Além disso, quando olhamos para um contexto mais amplo de Êxodo 24.10 e 11, identificamos que o texto não procura descrever aspectos da face de Deus, mas foca no estrado ou pavimentação de safira que eles contemplaram (essa era a ênfase). Essa pavimentação tinha um aspecto glorioso semelhante ao céu na sua claridade.

Quando Moisés pede para ver a glória de Deus, teve como resposta que isto seria impossível, uma vez que “homem nenhum verá a minha face e viverá” (Êxodo 33.20). A palavra “face” aqui deve ser interpretada literalmente, diferente de Êxodo 33.11, onde se lê que o Senhor falava com Moisés face a face. O libertador de Israel já desfrutava da presença divina assegurada pelo próprio Deus (Êxodo 33.14). O seu desejo não era ter uma experiência pessoal com o Criador, uma vez que existia um relacionamento pessoal e contínuo dele com YHWH. Moisés queria ver com os olhos humanos a face e a glória de Deus. Esse desejo de Moisés equivale a dizer que ele queria observar o divino como Ele é na Sua essência. Isso seria impossível de ser realizado, pois o ser humano não poderia contemplar com os olhos físicos a face de Deus e permanecer vivo.

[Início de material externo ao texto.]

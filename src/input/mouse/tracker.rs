//! Edge detection for mouse buttons across consecutive state snapshots.

use ::strum::{EnumCount, IntoEnumIterator};

use super::{MouseButton, MouseState};

/// The transition of a single button between two snapshots.
#[derive(Clone, Copy, Debug, Default, PartialEq, Eq, Hash)]
#[repr(u8)]
pub enum ButtonState {
    /// Not pressed in either snapshot.
    #[default]
    Up = 0,
    /// Pressed in both snapshots.
    Held = 1,
    /// Pressed before, not pressed now.
    Released = 2,
    /// Not pressed before, pressed now.
    Pressed = 3,
}

impl ButtonState {
    /// Derives the transition from the previous and current press state.
    pub const fn between(was_pressed: bool, is_pressed: bool) -> Self {
        let changed = was_pressed ^ is_pressed;
        match (is_pressed as u8) | ((changed as u8) << 1) {
            0 => Self::Up,
            1 => Self::Held,
            2 => Self::Released,
            _ => Self::Pressed,
        }
    }
}

/// The transitions of all five buttons between two snapshots.
#[derive(Clone, Copy, Debug, Default, PartialEq, Eq, Hash)]
pub struct ButtonTransitions([ButtonState; MouseButton::COUNT]);

impl ButtonTransitions {
    /// Compares two snapshots, taken in that order.
    pub fn between(previous: &MouseState, current: &MouseState) -> Self {
        let mut transitions = [ButtonState::Up; MouseButton::COUNT];
        for (button, transition) in MouseButton::iter().zip(transitions.iter_mut()) {
            *transition =
                ButtonState::between(previous.is_pressed(button), current.is_pressed(button));
        }
        Self(transitions)
    }

    /// The transition for the given button.
    pub fn get(&self, button: MouseButton) -> ButtonState {
        self.0[button as usize]
    }
}

/// Tracks button transitions from one [`MouseState`] to the next.
///
/// Feed the tracker one snapshot per frame, in order. Each
/// [`update`](Self::update) compares the new snapshot with the one from the
/// previous call, so a click that starts and ends between two frames is
/// never seen as [`ButtonState::Held`].
///
/// # Example
///
/// ```
/// use ::mousetrap::input::mouse::{ButtonState, ButtonStateTracker, MouseState};
///
/// let mut tracker = ButtonStateTracker::new();
///
/// let pressed = MouseState { left_button: true, ..Default::default() };
/// tracker.update(&pressed);
/// assert_eq!(tracker.left_button(), ButtonState::Pressed);
///
/// tracker.update(&pressed);
/// assert_eq!(tracker.left_button(), ButtonState::Held);
///
/// tracker.update(&MouseState::default());
/// assert_eq!(tracker.left_button(), ButtonState::Released);
/// ```
#[derive(Clone, Debug, Default)]
pub struct ButtonStateTracker {
    transitions: ButtonTransitions,
    last_state: MouseState,
}

impl ButtonStateTracker {
    pub fn new() -> Self {
        Self::default()
    }

    /// Compare `state` against the snapshot from the previous call and store
    /// it for the next one.
    pub fn update(&mut self, state: &MouseState) {
        self.transitions = ButtonTransitions::between(&self.last_state, state);
        self.last_state = *state;
    }

    /// Forget the previous snapshot and report every button as
    /// [`ButtonState::Up`].
    pub fn reset(&mut self) {
        *self = Self::default();
    }

    /// The snapshot passed to the most recent [`update`](Self::update).
    pub fn last_state(&self) -> &MouseState {
        &self.last_state
    }

    /// All transitions computed by the most recent update.
    pub fn transitions(&self) -> ButtonTransitions {
        self.transitions
    }

    pub fn get(&self, button: MouseButton) -> ButtonState {
        self.transitions.get(button)
    }

    pub fn left_button(&self) -> ButtonState {
        self.get(MouseButton::Left)
    }

    pub fn right_button(&self) -> ButtonState {
        self.get(MouseButton::Right)
    }

    pub fn middle_button(&self) -> ButtonState {
        self.get(MouseButton::Middle)
    }

    pub fn x_button1(&self) -> ButtonState {
        self.get(MouseButton::X1)
    }

    pub fn x_button2(&self) -> ButtonState {
        self.get(MouseButton::X2)
    }
}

Assim sendo, esse aparente conflito entre os dois textos pode ser resumido e esclarecido da seguinte forma: quando Êxodo 24.10 e 11 informa que homens viram a Deus, estaria se referindo a uma percepção clara da presença divina naquele lugar (Além do que, o máximo que teriam visto de fato foi um estrado ou pavimentação de safira). Por outro lado, quando Moisés quis ver a face de Deus, não era o desejo ou percepção da Sua presença que ele queria ter, mas sim ver literalmente a face de Deus.